• Exercise goal
Lines with the word "ReqwestTransport" are the answer; copy each of them from the data below.

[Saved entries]

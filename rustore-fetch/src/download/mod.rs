//! Payload download.
//!
//! - `stream`: [`StreamDownloader`], chunked download into memory with progress
//! - `checksum`: SHA-256 digest of the saved package bytes
//!
//! # Example
//!
//! ```ignore
//! use rustore_fetch::download::{ProgressCallback, StreamDownloader};
//! use rustore_fetch::store::ReqwestTransport;
//!
//! let transport = ReqwestTransport::new(std::time::Duration::from_secs(300))?;
//! let progress: ProgressCallback = Box::new(|done, total| {
//!     println!("{} of {:?} bytes", done, total);
//! });
//! let payload = StreamDownloader::new(&transport).download(url, Some(&progress))?;
//! ```

pub mod checksum;
mod stream;

pub use checksum::sha256_hex;
pub use stream::{read_payload, StreamDownloader, CHUNK_SIZE};

/// Progress callback invoked after each chunk.
///
/// Arguments: (bytes_downloaded, total_bytes). `total_bytes` is `None` when
/// the server did not send a `content-length`.
pub type ProgressCallback = Box<dyn Fn(u64, Option<u64>) + Send + Sync>;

• Response below
//! use rustore_fetch::store::ReqwestTransport;
//! let transport = ReqwestTransport::new(std::time::Duration::from_secs(300))?;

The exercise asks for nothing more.